## WHAT IS REQUIRED
Restate word for word the lines of the data below, from the first through the one that has "ping (empty payload)".

Start of PROVIDED RECORDS

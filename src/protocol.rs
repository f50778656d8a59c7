//! Wire protocol codec for webtty terminal sessions.
//!
//! Every frame after the handshake is a single tag character followed by
//! a tag-specific payload:
//!
//! ```text
//! frame   := tag payload
//! tag     := one character ('0'..'5')
//! payload := UTF-8 text, encoding depends on tag
//! ```
//!
//! Client → server tags:
//! - `'0'`: unknown
//! - `'1'`: input (raw keystroke text)
//! - `'2'`: ping (empty payload)
//! - `'3'`: resize terminal (`{"columns": n, "rows": n}`)
//!
//! Server → client tags:
//! - `'0'`: unknown
//! - `'1'`: output (base64 of raw PTY bytes)
//! - `'2'`: pong
//! - `'3'`: set window title (plain text or `<x><title>..</title><jid>..</jid></x>`)
//! - `'4'`: set preferences (JSON object, passed through to the terminal)
//! - `'5'`: set reconnect (JSON number of seconds, non-positive disables)
//!
//! The handshake ([`InitMessage`]) is the only untagged frame; it is always
//! the first frame a transport sends.

use base64::Engine as _;
use serde::{Deserialize, Serialize};

/// WebSocket sub-protocols offered when connecting.
pub const PROTOCOLS: &[&str] = &["webtty"];

/// Payload key carrying the language of a compile-and-run session.
pub const IDE_LANG_KEY: &str = "IdeLang";
/// Payload key carrying the source text of a compile-and-run session.
pub const IDE_CONTENT_KEY: &str = "IdeContent";
/// Payload key carrying extra compiler flags for a compile-and-run session.
pub const COMPILER_OPTION_KEY: &str = "CompilerOption";

/// Tags sent from the client to the server.
#[derive(Debug, Clone, Copy, PartialEq, Eq)]
pub enum OutboundTag {
    /// Unrecognised message.
    Unknown,
    /// Keyboard or injected input.
    Input,
    /// Keep-alive ping.
    Ping,
    /// Terminal size change.
    ResizeTerminal,
}

impl OutboundTag {
    /// All outbound tags.
    pub const ALL: [Self; 4] = [Self::Unknown, Self::Input, Self::Ping, Self::ResizeTerminal];

    /// Wire character for this tag.
    #[must_use]
    pub const fn as_char(self) -> char {
        match self {
            Self::Unknown => '0',
            Self::Input => '1',
            Self::Ping => '2',
            Self::ResizeTerminal => '3',
        }
    }

    /// Look up a tag by its wire character.
    #[must_use]
    pub fn from_char(c: char) -> Option<Self> {
        Self::ALL.into_iter().find(|t| t.as_char() == c)
    }
}

/// Tags sent from the server to the client.
#[derive(Debug, Clone, Copy, PartialEq, Eq)]
pub enum InboundTag {
    /// Unrecognised message.
    Unknown,
    /// Base64 terminal output.
    Output,
    /// Reply to a ping.
    Pong,
    /// Window title, optionally carrying a peer identifier.
    SetWindowTitle,
    /// Terminal preferences.
    SetPreferences,
    /// Auto-reconnect delay in seconds.
    SetReconnect,
}

impl InboundTag {
    /// All inbound tags.
    pub const ALL: [Self; 6] = [
        Self::Unknown,
        Self::Output,
        Self::Pong,
        Self::SetWindowTitle,
        Self::SetPreferences,
        Self::SetReconnect,
    ];

    /// Wire character for this tag.
    #[must_use]
    pub const fn as_char(self) -> char {
        match self {
            Self::Unknown => '0',
            Self::Output => '1',
            Self::Pong => '2',
            Self::SetWindowTitle => '3',
            Self::SetPreferences => '4',
            Self::SetReconnect => '5',
        }
    }

    /// Look up a tag by its wire character.
    #[must_use]
    pub fn from_char(c: char) -> Option<Self> {
        Self::ALL.into_iter().find(|t| t.as_char() == c)
    }
}

/// Errors produced while decoding a single inbound frame.
///
/// None of these are fatal to a session: the frame is logged and dropped.
#[derive(Debug, Clone, PartialEq)]
pub enum ProtocolError {
    /// Zero-length frame (no tag character).
    EmptyFrame,
    /// Output payload was not valid base64.
    InvalidBase64(String),
    /// A JSON payload failed to parse.
    InvalidJson {
        /// Tag of the offending frame.
        tag: char,
        /// Parser message.
        message: String,
    },
    /// Reconnect payload parsed but was not a number.
    InvalidReconnect(String),
}

impl std::fmt::Display for ProtocolError {
    fn fmt(&self, f: &mut std::fmt::Formatter<'_>) -> std::fmt::Result {
        match self {
            Self::EmptyFrame => write!(f, "Empty frame"),
            Self::InvalidBase64(msg) => write!(f, "Invalid base64 output: {msg}"),
            Self::InvalidJson { tag, message } => {
                write!(f, "Invalid JSON in frame '{tag}': {message}")
            }
            Self::InvalidReconnect(raw) => write!(f, "Reconnect value is not a number: {raw}"),
        }
    }
}

impl std::error::Error for ProtocolError {}

/// Build a raw frame from a tag character and payload.
///
/// No escaping is applied; the tag is always exactly one leading character.
#[must_use]
pub fn encode(tag: char, payload: &str) -> String {
    let mut frame = String::with_capacity(tag.len_utf8() + payload.len());
    frame.push(tag);
    frame.push_str(payload);
    frame
}

/// Split a raw frame into its tag character and payload.
///
/// # Errors
///
/// Returns [`ProtocolError::EmptyFrame`] for a zero-length frame.
pub fn decode(frame: &str) -> Result<(char, &str), ProtocolError> {
    let mut chars = frame.chars();
    let tag = chars.next().ok_or(ProtocolError::EmptyFrame)?;
    Ok((tag, chars.as_str()))
}

/// Handshake sent untagged as the first frame of every transport.
#[derive(Debug, Clone, PartialEq, Serialize, Deserialize)]
pub struct InitMessage {
    /// Query-string style arguments forwarded to the remote command.
    #[serde(rename = "Arguments")]
    pub arguments: String,
    /// Credential checked by the server.
    #[serde(rename = "AuthToken")]
    pub auth_token: String,
    /// Free-form session payload (compile-and-run keys live here).
    #[serde(rename = "Payload")]
    pub payload: serde_json::Map<String, serde_json::Value>,
}

impl InitMessage {
    /// Serialize the handshake frame.
    #[must_use]
    pub fn to_frame(&self) -> String {
        // A struct of strings and a JSON map always serializes.
        serde_json::to_string(self).unwrap_or_default()
    }
}

/// Resize payload for [`OutboundTag::ResizeTerminal`].
#[derive(Debug, Clone, Copy, PartialEq, Eq, Serialize, Deserialize)]
pub struct ResizeRequest {
    /// Terminal width in cells.
    pub columns: u16,
    /// Terminal height in cells.
    pub rows: u16,
}

/// Frame carrying keyboard (or injected) input.
#[must_use]
pub fn input_frame(text: &str) -> String {
    encode(OutboundTag::Input.as_char(), text)
}

/// Keep-alive frame.
#[must_use]
pub fn ping_frame() -> String {
    encode(OutboundTag::Ping.as_char(), "")
}

/// Frame announcing a terminal size.
#[must_use]
pub fn resize_frame(columns: u16, rows: u16) -> String {
    let payload = serde_json::to_string(&ResizeRequest { columns, rows }).unwrap_or_default();
    encode(OutboundTag::ResizeTerminal.as_char(), &payload)
}

/// Window title plus the optional peer identifier embedded alongside it.
#[derive(Debug, Clone, PartialEq, Eq, Default)]
pub struct WindowTitle {
    /// Title to display.
    pub title: String,
    /// Peer identifier (`jid`), empty when absent.
    pub jid: String,
}

impl WindowTitle {
    /// Extract title and identifier from a set-window-title payload.
    ///
    /// Payloads that look like markup (`<` after trimming) are parsed as
    /// XML and `title` / `jid` are looked up below the document element.
    /// Anything else, malformed markup, or markup without a `title`
    /// element yields the whole payload as the title and an empty `jid`.
    #[must_use]
    pub fn parse(payload: &str) -> Self {
        let mut parsed = Self {
            title: payload.to_string(),
            jid: String::new(),
        };
        if !payload.trim().starts_with('<') {
            return parsed;
        }

        let doc = match roxmltree::Document::parse(payload) {
            Ok(doc) => doc,
            Err(e) => {
                log::debug!("[protocol] Window title is not well-formed XML: {e}");
                return parsed;
            }
        };
        let root = doc.root_element();

        let Some(title) = descendant_text(root, "title") else {
            return parsed;
        };
        if !title.is_empty() {
            parsed.title = title;
        }
        if let Some(jid) = descendant_text(root, "jid") {
            parsed.jid = jid;
        }
        parsed
    }
}

/// Text content of the first element named `name` below `root`.
fn descendant_text(root: roxmltree::Node<'_, '_>, name: &str) -> Option<String> {
    root.descendants()
        .skip(1)
        .find(|n| n.is_element() && n.has_tag_name(name))
        .map(|n| {
            n.descendants()
                .filter(roxmltree::Node::is_text)
                .filter_map(|t| t.text())
                .collect()
        })
}

/// A decoded server → client message.
#[derive(Debug, Clone, PartialEq)]
pub enum InboundMessage {
    /// Raw terminal bytes (already base64-decoded).
    Output(Vec<u8>),
    /// Keep-alive reply.
    Pong,
    /// New window title.
    SetWindowTitle(WindowTitle),
    /// Terminal preferences, shape opaque to the session.
    SetPreferences(serde_json::Value),
    /// Auto-reconnect delay in seconds.
    SetReconnect(f64),
    /// Unrecognised tag.
    Unknown {
        /// Tag character as received.
        tag: char,
        /// Untouched payload.
        payload: String,
    },
}

impl InboundMessage {
    /// Decode and interpret a raw inbound frame.
    ///
    /// # Errors
    ///
    /// Returns a [`ProtocolError`] for empty frames, invalid base64 output,
    /// or malformed preference/reconnect JSON.
    pub fn parse(frame: &str) -> Result<Self, ProtocolError> {
        let (tag, payload) = decode(frame)?;
        let message = match InboundTag::from_char(tag) {
            Some(InboundTag::Output) => {
                let bytes = base64::engine::general_purpose::STANDARD
                    .decode(payload)
                    .map_err(|e| ProtocolError::InvalidBase64(e.to_string()))?;
                Self::Output(bytes)
            }
            Some(InboundTag::Pong) => Self::Pong,
            Some(InboundTag::SetWindowTitle) => Self::SetWindowTitle(WindowTitle::parse(payload)),
            Some(InboundTag::SetPreferences) => {
                Self::SetPreferences(parse_json(tag, payload)?)
            }
            Some(InboundTag::SetReconnect) => {
                let value = parse_json(tag, payload)?;
                let seconds = value
                    .as_f64()
                    .ok_or_else(|| ProtocolError::InvalidReconnect(payload.to_string()))?;
                Self::SetReconnect(seconds)
            }
            Some(InboundTag::Unknown) | None => Self::Unknown {
                tag,
                payload: payload.to_string(),
            },
        };
        Ok(message)
    }
}

fn parse_json(tag: char, payload: &str) -> Result<serde_json::Value, ProtocolError> {
    serde_json::from_str(payload).map_err(|e| ProtocolError::InvalidJson {
        tag,
        message: e.to_string(),
    })
}

/// Incremental UTF-8 decoder for terminal output.
///
/// PTY chunks can split a multi-byte character across two output frames;
/// the incomplete tail is held back until the next chunk arrives.
#[derive(Debug, Default)]
pub struct OutputDecoder {
    pending: Vec<u8>,
}

impl OutputDecoder {
    /// Create a decoder with an empty buffer.
    pub fn new() -> Self {
        Self::default()
    }

    /// Feed raw bytes, returning all text that is complete so far.
    ///
    /// Invalid sequences are replaced with U+FFFD.
    pub fn feed(&mut self, bytes: &[u8]) -> String {
        self.pending.extend_from_slice(bytes);
        let mut text = String::new();
        let mut rest: &[u8] = &self.pending;

        loop {
            match std::str::from_utf8(rest) {
                Ok(valid) => {
                    text.push_str(valid);
                    rest = &[];
                    break;
                }
                Err(e) => {
                    let (valid, after) = rest.split_at(e.valid_up_to());
                    // valid_up_to() marks a UTF-8 boundary
                    text.push_str(std::str::from_utf8(valid).unwrap_or_default());
                    match e.error_len() {
                        Some(len) => {
                            text.push(char::REPLACEMENT_CHARACTER);
                            rest = &after[len..];
                        }
                        None => {
                            rest = after;
                            break;
                        }
                    }
                }
            }
        }

        self.pending = rest.to_vec();
        text
    }

    /// Drop any buffered partial character.
    pub fn reset(&mut self) {
        self.pending.clear();
    }
}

End of PROVIDED RECORDS

## PROBLEM SOLUTION
filename src/protocol.rs
repository f50778656d8a59c7
//! Wire protocol codec for webtty terminal sessions.
//!
//! Every frame after the handshake is a single tag character followed by
//! a tag-specific payload:
//!
//! ```text
//! frame   := tag payload
//! tag     := one character ('0'..'5')
//! payload := UTF-8 text, encoding depends on tag
//! ```
//!
//! Client → server tags:
//! - `'0'`: unknown
//! - `'1'`: input (raw keystroke text)
//! - `'2'`: ping (empty payload)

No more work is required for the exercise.